The sad story of Kerikeri’s main street problem 1931 to 2020

April 22, 2020

 Projects the likes of Te Hononga, which creates a community hub and town square in Kawakawa are close to completion and a Kaitaia Town Centre Revitalisation project has been put forward as part of a funding application for spade ready projects under Crown Infrastructure Funding as part of our governments economic recovery plan. FNDC’s application seeks investment upward of $300 million dollars spread over a variety of projects region wide. We hope for the benefit of our districts economic recovery that council is successful in their application.

 

  • But we ask why here in Kerikeri we are yet to reclaim our town centre? 

  • When will investment in our infrastructure and urban planning be prioritised? 

  • How long will it take for our CBD bypass to be considered spade ready?

This certainly gives the impression Kerikeri's needs are being denied, we continue to work with our local councillors to ensure the urgency of our needs are acknowledged and infrastructure prioritised.

 

In 1931, in the infant village of Kerikeri, a scheme for the commercial centre of Kerikeri was proposed “with a plan to use a triangular development between Kerikeri Road and Cobham Road. To implement this, Hobson Avenue was put through. In spite of all the planning, the township developed with a kind of haphazard spontaneity and like many other disadvantaged small towns, with through traffic passing along the main street”. (source KK Heritage of Dreams, Nancy Pickmere, P121)

 

That is the problem we are still trying to resolve 90 years later but instead of a few Bedford lorries trundling through the middle of town, today we have  thousands of vehicles, numerous pedestrians, some the vulnerable elderly, and a growing number of cyclists.

 

We have failed, for years to get a bypass to take traffic out of the Main Street and failed yet again in 2018 when all Kerikeri roads, including the bypass, were taken out of the 3 year plan based on the perception held elsewhere, that that the Eastern Ward always receives preferential treatment and Kerikeri receives too much.

 

Council commissioned in lieu, an Integrated Transport Plan and hired consultants.
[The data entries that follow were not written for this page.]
use std::cell::Cell;
use std::collections::{BTreeMap, HashMap};
use std::fmt;

use indexmap::IndexMap;
use json_map_codec::{
    BoolCodec, CodecError, CodecOptions, DefaultConstructor, IntCodec, JsonToken, JsonWriter,
    MapCodec, MapEncoding, OptionCodec, SerdeCodec, StreamError, StringCodec, TypeCodec,
};
use proptest::prelude::*;
use serde::{Deserialize, Serialize};
use serde_json::{json, Value};

#[derive(Debug, Clone, PartialEq, Eq, Hash, PartialOrd, Ord, Serialize, Deserialize)]
struct Point {
    x: i32,
    y: i32,
}

impl fmt::Display for Point {
    fn fmt(&self, f: &mut fmt::Formatter<'_>) -> fmt::Result {
        write!(f, "({},{})", self.x, self.y)
    }
}

#[derive(Debug, Clone, PartialEq, Eq, Hash, Serialize, Deserialize)]
#[serde(untagged)]
enum Key {
    Name(String),
    At(Point),
}

impl fmt::Display for Key {
    fn fmt(&self, f: &mut fmt::Formatter<'_>) -> fmt::Result {
        match self {
            Key::Name(name) => f.write_str(name),
            Key::At(point) => point.fmt(f),
        }
    }
}

fn complex() -> CodecOptions {
    CodecOptions::default().with_complex_map_key_serialization(true)
}

type PointMapCodec = MapCodec<IndexMap<Point, String>, SerdeCodec<Point>, StringCodec>;

fn point_codec(options: CodecOptions) -> PointMapCodec {
    MapCodec::with_codecs(SerdeCodec::new(), StringCodec, DefaultConstructor, options)
}

fn parse(text: &str) -> Value {
    serde_json::from_str(text).unwrap()
}

#[test]
fn object_form_round_trip_for_string_keys() {
    let codec = MapCodec::<HashMap<String, i64>, _, _>::new(CodecOptions::default());
    let map = HashMap::from([("a".to_owned(), 1), ("b".to_owned(), -2)]);
    let text = codec.to_json(Some(&map)).unwrap();
    assert_eq!(parse(&text), json!({"a": 1, "b": -2}));
    assert_eq!(codec.from_json(&text).unwrap(), Some(map));
}

#[test]
fn array_form_round_trip_for_composite_keys() {
    let codec = point_codec(complex());
    let mut map = IndexMap::new();
    map.insert(Point { x: 5, y: 6 }, "a".to_owned());
    map.insert(Point { x: 8, y: 8 }, "b".to_owned());
    assert_eq!(codec.encoding_for(&map).unwrap(), MapEncoding::EntryArray);

    let text = codec.to_json(Some(&map)).unwrap();
    assert_eq!(text, r#"[[{"x":5,"y":6},"a"],[{"x":8,"y":8},"b"]]"#);
    assert_eq!(codec.from_json(&text).unwrap(), Some(map));
}

#[test]
fn composite_keys_without_complex_mode_use_display_text() {
    let codec = point_codec(CodecOptions::default());
    let mut map = IndexMap::new();
    map.insert(Point { x: 5, y: 6 }, "a".to_owned());
    let text = codec.to_json(Some(&map)).unwrap();
    assert_eq!(text, r#"{"(5,6)":"a"}"#);
    // The member name is not a serialized point.
    assert!(matches!(codec.from_json(&text), Err(CodecError::Tree(_))));
}

#[test]
fn one_composite_key_switches_the_whole_map_to_entries() {
    let codec: MapCodec<IndexMap<Key, i64>, _, _> =
        MapCodec::with_codecs(SerdeCodec::<Key>::new(), IntCodec, DefaultConstructor, complex());
    let mut map = IndexMap::new();
    map.insert(Key::Name("a".to_owned()), 1);
    map.insert(Key::At(Point { x: 1, y: 2 }), 2);
    map.insert(Key::Name("b".to_owned()), 3);

    let text = codec.to_json(Some(&map)).unwrap();
    assert_eq!(text, r#"[["a",1],[{"x":1,"y":2},2],["b",3]]"#);
    assert_eq!(codec.from_json(&text).unwrap(), Some(map.clone()));

    map.shift_remove(&Key::At(Point { x: 1, y: 2 }));
    assert_eq!(codec.to_json(Some(&map)).unwrap(), r#"{"a":1,"b":3}"#);
}

#[test]
fn duplicate_keys_are_rejected_in_both_forms() {
    let codec = MapCodec::<HashMap<String, i64>, _, _>::new(CodecOptions::default());
    for input in [r#"{"a":1,"a":2}"#, r#"[["a",1],["a",2]]"#] {
        match codec.from_json(input) {
            Err(CodecError::DuplicateKey(key)) => assert_eq!(key, "a"),
            other => panic!("expected a duplicate key error for {input}, got {other:?}"),
        }
    }
}

#[test]
fn duplicates_are_detected_after_key_decoding() {
    // "1" and "1.0" are different names but the same integer key.
    let codec = MapCodec::<BTreeMap<i64, bool>, _, _>::new(CodecOptions::default());
    let err = codec.from_json(r#"{"1": true, "1.0": false}"#).unwrap_err();
    assert_eq!(err.to_string(), "duplicate key: 1");
}

#[test]
fn null_maps_skip_construction() {
    let calls = Cell::new(0);
    let constructor = || {
        calls.set(calls.get() + 1);
        HashMap::<String, String>::new()
    };
    let codec: MapCodec<HashMap<String, String>, _, _, _> =
        MapCodec::with_codecs(StringCodec, StringCodec, constructor, CodecOptions::default());

    assert_eq!(codec.from_json("null").unwrap(), None);
    assert_eq!(calls.get(), 0);
    assert_eq!(codec.to_json(None).unwrap(), "null");

    assert_eq!(codec.from_json("{}").unwrap(), Some(HashMap::new()));
    assert_eq!(calls.get(), 1);
}

#[test]
fn boolean_keys_are_written_as_names_and_read_back_as_booleans() {
    for options in [CodecOptions::default(), complex()] {
        let codec = MapCodec::<BTreeMap<bool, String>, _, _>::new(options);
        let map = BTreeMap::from([(true, "x".to_owned()), (false, "y".to_owned())]);
        let text = codec.to_json(Some(&map)).unwrap();
        assert_eq!(text, r#"{"false":"y","true":"x"}"#);
        assert_eq!(codec.from_json(&text).unwrap(), Some(map));
    }
}

#[test]
fn strict_boolean_key_codec_cannot_read_member_names() {
    let codec: MapCodec<BTreeMap<bool, String>, _, _> =
        MapCodec::with_codecs(BoolCodec, StringCodec, DefaultConstructor, CodecOptions::default());
    let err = codec.from_json(r#"{"true":"x"}"#).unwrap_err();
    assert!(matches!(
        err,
        CodecError::Stream(StreamError::UnexpectedToken {
            expected: JsonToken::Boolean,
            found: JsonToken::String,
            ..
        })
    ));
}

#[test]
fn empty_maps_in_both_forms() {
    let codec = point_codec(complex());
    let empty = IndexMap::new();
    assert_eq!(codec.to_json(Some(&empty)).unwrap(), "{}");
    assert_eq!(codec.encoding_for(&empty).unwrap(), MapEncoding::Object);

    let mut writer = JsonWriter::new();
    codec.encode_entry_array(&mut writer, &empty).unwrap();
    assert_eq!(writer.finish().unwrap(), "[]");

    assert_eq!(codec.from_json("{}").unwrap(), Some(IndexMap::new()));
    assert_eq!(codec.from_json("[]").unwrap(), Some(IndexMap::new()));
}

#[test]
fn entry_array_is_accepted_without_complex_mode() {
    let codec = MapCodec::<BTreeMap<u32, String>, _, _>::new(CodecOptions::default());
    let map = codec.from_json(r#"[[2, "b"], [1, "a"]]"#).unwrap().unwrap();
    assert_eq!(map, BTreeMap::from([(1, "a".to_owned()), (2, "b".to_owned())]));

    let mut writer = JsonWriter::new();
    codec.encode_entry_array(&mut writer, &map).unwrap();
    assert_eq!(writer.finish().unwrap(), r#"[[1,"a"],[2,"b"]]"#);
}

#[test]
fn numeric_keys_use_their_decimal_text() {
    let codec = MapCodec::<BTreeMap<i32, f64>, _, _>::new(complex());
    let map = BTreeMap::from([(-1, 0.5), (10, 2.0)]);
    let text = codec.to_json(Some(&map)).unwrap();
    assert_eq!(text, r#"{"-1":0.5,"10":2.0}"#);
    assert_eq!(codec.from_json(&text).unwrap(), Some(map));
}

#[test]
fn malformed_shapes_surface_stream_errors() {
    let codec = MapCodec::<HashMap<i64, String>, _, _>::new(CodecOptions::default());
    assert!(matches!(
        codec.from_json(r#""not a map""#),
        Err(CodecError::Stream(StreamError::UnexpectedToken {
            expected: JsonToken::BeginObject,
            found: JsonToken::String,
            ..
        }))
    ));
    // Entry with a missing value.
    assert!(matches!(
        codec.from_json("[[1]]"),
        Err(CodecError::Stream(StreamError::UnexpectedToken {
            found: JsonToken::EndArray,
            ..
        }))
    ));
    // Entry with an extra element.
    assert!(codec.from_json(r#"[[1, "a", 2]]"#).is_err());
    // Non-numeric member name for an integer key.
    assert!(matches!(
        codec.from_json(r#"{"x": "a"}"#),
        Err(CodecError::Stream(StreamError::NumberFormat { .. }))
    ));
    assert!(codec.from_json("{} {}").is_err());
}

#[test]
fn maps_nest_as_values() {
    type Inner = BTreeMap<String, i64>;
    let inner = MapCodec::<Inner, _, _>::new(CodecOptions::default());
    let outer: MapCodec<BTreeMap<String, Option<Inner>>, _, _> =
        MapCodec::with_codecs(StringCodec, inner, DefaultConstructor, CodecOptions::default());

    let map = BTreeMap::from([
        ("empty".to_owned(), None),
        ("one".to_owned(), Some(BTreeMap::from([("x".to_owned(), 1)]))),
    ]);
    let text = outer.to_json(Some(&map)).unwrap();
    assert_eq!(text, r#"{"empty":null,"one":{"x":1}}"#);
    assert_eq!(outer.from_json(&text).unwrap(), Some(map));
}

#[test]
fn writer_options_follow_codec_options() {
    let options = CodecOptions::default()
        .with_serialize_nulls(false)
        .with_pretty_print(true);
    let codec: MapCodec<BTreeMap<String, Option<i64>>, _, _> = MapCodec::with_codecs(
        StringCodec,
        OptionCodec(IntCodec),
        DefaultConstructor,
        options,
    );
    let map = BTreeMap::from([("a".to_owned(), Some(1)), ("b".to_owned(), None)]);
    assert_eq!(codec.to_json(Some(&map)).unwrap(), "{\n  \"a\": 1\n}");
}

#[test]
fn map_codec_to_tree_matches_the_written_document() {
    let codec = point_codec(complex());
    let mut map = IndexMap::new();
    map.insert(Point { x: 0, y: 1 }, "p".to_owned());
    let tree = codec.to_tree(&Some(map.clone())).unwrap();
    assert_eq!(tree, json!([[{"x": 0, "y": 1}, "p"]]));
    assert_eq!(codec.from_tree(&tree).unwrap(), Some(map));
}

#[test]
fn shared_codec_serves_concurrent_calls() {
    let codec = MapCodec::<HashMap<String, i64>, _, _>::new(CodecOptions::default());
    std::thread::scope(|scope| {
        for i in 0..4 {
            let codec = &codec;
            scope.spawn(move || {
                let map = HashMap::from([(format!("k{i}"), i)]);
                let text = codec.to_json(Some(&map)).unwrap();
                assert_eq!(codec.from_json(&text).unwrap(), Some(map));
            });
        }
    });
}

proptest! {
    #[test]
    fn object_form_round_trips_any_string_keyed_map(
        map in prop::collection::hash_map("\\PC*", any::<i64>(), 0..16)
    ) {
        let codec = MapCodec::<HashMap<String, i64>, _, _>::new(CodecOptions::default());
        let text = codec.to_json(Some(&map)).unwrap();
        prop_assert_eq!(codec.from_json(&text).unwrap(), Some(map));
    }

    #[test]
    fn array_form_round_trips_any_point_keyed_map(
        entries in prop::collection::vec((any::<i32>(), any::<i32>(), "[a-z]{0,8}"), 0..16)
    ) {
        let map: IndexMap<Point, String> = entries
            .into_iter()
            .map(|(x, y, v)| (Point { x, y }, v))
            .collect();
        let codec = point_codec(complex());
        let text = codec.to_json(Some(&map)).unwrap();
        let expected_prefix = if map.is_empty() { '{' } else { '[' };
        prop_assert!(text.starts_with(expected_prefix));
        prop_assert_eq!(codec.from_json(&text).unwrap(), Some(map));
    }
}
Progress in the study to date has been unimpressive with out of town consultants showing obvious lack of empathy and knowledge of the reality in terms of community impact. Contrary to the strong advocacy of VKK, Our Kerikeri and others at two consultation meetings, the CBD bypass was ranked No 35 under the Road Networks category in the draft ITP Programme Plan of 12 February and was not ranked at all under the safety category.

 

The CBD bypass may have a low ranking as a network roading project, but it is primarily about urban design, liveability and safety. It is forced to perform as part of a network because Kerikeri has developed around a single road without a grid road network. Many cars merely wishing to cross Kerikeri pass the through the CBD. This appears to have fallen on deaf ears and does not seem to have been understood. 

 

Kerikeri CBD Bypass is an essential precondition to the making of a thriving town center. A main street, dominated by cars is contrary to contemporary urban design practice and impedes the liveability. What should be a place for community connection and socialisation is functioning as a vehicular thoroughfare, this has a negative impact on both local business and social outcomes. It is essential that our CBD become more pedestrian friendly, It’s importance to our people has been confirmed during the recent public consultation by “Our Kerikeri”.

 

The CBD bypass holds a significant safety component. Pedestrians particularly infirm elderly, find crossing of streets in the Kerikeri CBD difficult due to the dominance of vehicular traffic. There are very few inner cities or towns in the world which prioritise in this way. There is only one pedestrian crossing and 21% of the population is over the age of 65 compared to 14% nationally. This project is not listed or ranked under ‘Safety projects’. A pedestrian crossing on the main thoroughfare out of town and on a one-way system causes gridlock and only exacerbates the dominance of private vehicles.

 

The consultation at the ITP briefing on February 18th was lamentable. More than 200 projects had to be ranked in 25 minutes. The criteria for determining the scores in various categories were not described, are not understood, are not transparent and have not been provided following requests and give an impression of secrecy. The CBD bypass obtained a large negative score for implementation, environmental and social wellbeing which we find ludicrous. It is not difficult to implement, most property is Council owned, and social well-being is enhanced by reducing the threat to safety. A planned urban environment which is designed for purpose enhances environmental well-being by improving walkability and creating opportunities for alternative modes of transport such as cycling to take hold. Local business’ particularly retail, food and beverage outlets also look to make significant gains, according to data and feedback gathered from examples of projects completed in other urban locations. 

 

Conclusions 

The process, no doubt expensive, is starting to look like a predetermined defeat for the CBD bypass. There seems to be a certain deafness by the consultants and by Council officers which is a continuation of our past experience.

 

We have been ignored too long but there is little confidence within the present FNDC structure that our community has been or will be heard.

 

We are working hard along with Our Kerikeri and our local councillors to drive the necessity of this infrastructure home. We are attempting to push council to access funding for Tactical Urbanisation projects through the Innovating Streets Fund. To enable short term projects to gather feedback, test and drive change.